> _Brief_: Copy the records. Keep every line exactly as it is.

> _Data to examine_:
══════════

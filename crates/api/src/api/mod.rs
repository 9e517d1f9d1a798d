// HTTP API routes
//
// This module contains the HTTP route handlers for the public API.
// Each resource module owns its AppState and router.

pub mod common;
pub mod error;
pub mod events;
pub mod validation;

// Re-export common types
pub use common::{ErrorResponse, ListResponse, MessageResponse};
pub use error::ApiError;
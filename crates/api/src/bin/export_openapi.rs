// Export OpenAPI specification as JSON
//
// Usage: cargo run --bin export-openapi > docs/openapi.json
//
// Generates the OpenAPI document without starting the server.

use eventhub_api::openapi::ApiDoc;

fn main() -> anyhow::Result<()> {
    println!("{}", ApiDoc::to_json()?);
    Ok(())
}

══════════

> _Response to this exercise_:
filename crates/api/src/api/mod.rs
repository 9e517d1f9d1a798d
// HTTP API routes
//
// This module contains the HTTP route handlers for the public API.
// Each resource module owns its AppState and router.

pub mod common;
pub mod error;
pub mod events;
pub mod validation;

// Re-export common types
pub use common::{ErrorResponse, ListResponse, MessageResponse};
pub use error::ApiError;
filename crates/api/src/bin/export_openapi.rs
// Export OpenAPI specification as JSON
//
// Usage: cargo run --bin export-openapi > docs/openapi.json
//
// Generates the OpenAPI document without starting the server.

use eventhub_api::openapi::ApiDoc;

fn main() -> anyhow::Result<()> {
    println!("{}", ApiDoc::to_json()?);
    Ok(())
}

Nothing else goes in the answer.